As routinely as the changing of the seasons, every year the Booker Prize — the leading literary award in the English-speaking world — is conferred to what is believed to be, in the judges’ view, the best-sustained work of fiction written in English and published in the United Kingdom and Ireland.
This year, The Michigan Daily Book Review took it upon themselves to read and review the six novels shortlisted for this year’s Booker Prize. Although the overarching goal of delicately crafted literature has never been and never will be to be minimized to a mere award, contests such as the Booker Prize decide, time and again, who the up-and-coming authors of our time are and how they have rightfully claimed their place in the literary world. Our writers have devised detail-oriented reviews analyzing the literary artistry that lies behind each of these novels, deciding, in their own right, whether or not they merit their nomination. In a culminating article, our writers come together to discuss which of the shortlisted titles they believe will ultimately be crowned the winner.

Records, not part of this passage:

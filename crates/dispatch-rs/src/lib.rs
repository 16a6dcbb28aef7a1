//! Capability dispatch core for conversational assistants.
//!
//! `dispatch-rs` answers one question per request: given a user query and
//! what is known about the conversation, which registered capabilities
//! ("tools") should run, in what order, and with what context? The core
//! abstraction is the [`Dispatcher`](dispatcher::Dispatcher), which retrieves
//! and compresses context, scores the registered tools, executes the chosen
//! ones under concurrency and time limits, and reports the outcome.
//!
//! Everything the dispatcher needs (the cache, the resource monitor, the
//! performance history) is created from one [`DispatchConfig`](config::DispatchConfig)
//! with sensible defaults.
//!
//! # Getting started
//!
//! ```ignore
//! use dispatch_rs::prelude::*;
//! use serde_json::json;
//!
//! #[tokio::main]
//! async fn main() -> Result<(), Box<dyn std::error::Error>> {
//!     let order_lookup = FnTool::new(
//!         ToolDescriptor::new("order_lookup").with_keywords(["order", "status"]),
//!         |input: ToolInput| async move { Ok(json!({ "order": "A-1", "query": input.query })) },
//!     );
//!
//!     let dispatcher = Dispatcher::builder(DispatchConfig::default())
//!         .tool(order_lookup)
//!         .event_handler(Arc::new(LoggingHandler))
//!         .build()?;
//!
//!     let outcome = dispatcher.process("what is my order status", "user-1", "s-1").await?;
//!     println!("{}", serde_json::to_string_pretty(&outcome)?);
//!     Ok(())
//! }
//! ```
//!
//! # Where to find things
//!
//! - **Define tools:** see the [`Tool`](tools::core::Tool) trait,
//!   [`FnTool`](tools::core::FnTool) for closure-based tools, and
//!   [`ToolDescriptor`](tools::core::ToolDescriptor) for keywords,
//!   dependencies, fallbacks, and per-tool timeouts.
//!
//! - **Understand tool choice:** [`ToolSelector`](tools::selector::ToolSelector)
//!   blends keyword overlap with historical success and boosts tools
//!   mentioned by effective context. Scores and their factors are exposed as
//!   [`ToolRecommendation`](tools::selector::ToolRecommendation).
//!
//! - **Understand execution:** [`ToolOrchestrator`](tools::orchestrator::ToolOrchestrator)
//!   layers the plan by dependency, runs each layer concurrently under a
//!   semaphore, and falls back once per failed tool.
//!
//! - **Observe behavior:** implement [`EventHandler`](events::EventHandler), or
//!   use [`LoggingHandler`](events::LoggingHandler) for tracing-based logging.
//!
//! # Modules
//!
//! | Module | Description |
//! |--------|-------------|
//! | [`dispatcher`] | [`Dispatcher`](dispatcher::Dispatcher) request pipeline and builder |
//! | [`tools`] | Tool trait and registry, selection, history, dependency layering, orchestration |
//! | [`context`] | Context entries, providers, retrieval with ranking and caching, compression |
//! | [`cache`] | [`PerformanceCache`](cache::PerformanceCache): TTL + LRU, sharded by category |
//! | [`monitor`] | [`ResourceMonitor`](monitor::ResourceMonitor): in-flight limits, deadlines, circuit breaker |
//! | [`events`] | Dispatch events and handlers |
//! | [`config`] | Per-component configuration with JSON loading |
//! | [`error`] | Error types |

pub mod cache;
pub mod config;
pub mod context;
pub mod dispatcher;
pub mod error;
pub mod events;
pub mod monitor;
pub mod prelude;
pub mod tools;

pub use config::DispatchConfig;
pub use dispatcher::{DispatchOutcome, Dispatcher, DispatcherBuilder};
pub use error::DispatchError;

We hope you’ve enjoyed this series, and thank you for sticking with us until the end.
— Graciela Batlle Cestero, Senior Arts Editor, and Camille Nagy, Books Beat Editor
Yael van der Wouden’s “The Safekeep” is … haunting and full of desire.
“The Safekeep” is a riveting lesbian period drama set in the shadow of the Holocaust. Debut author Yael van der Wouden navigates a variety of historical lenses with ease, from examining what it means to be a Queer woman in the 1960s to navigating being a survivor of a deadly genocide in a country still struggling to acknowledge its own role in that tragedy. It’s a heavy task, especially given the subject matter. Yet van der Wouden’s writing has a beauty and lyricism that echoes great Queer novels of the past (see Radclyffe Hall’s “The Well of Loneliness” or James Baldwin’s “Giovanni’s Room”), even as she converses with personal and national memory, weaving between English and Dutch in the process.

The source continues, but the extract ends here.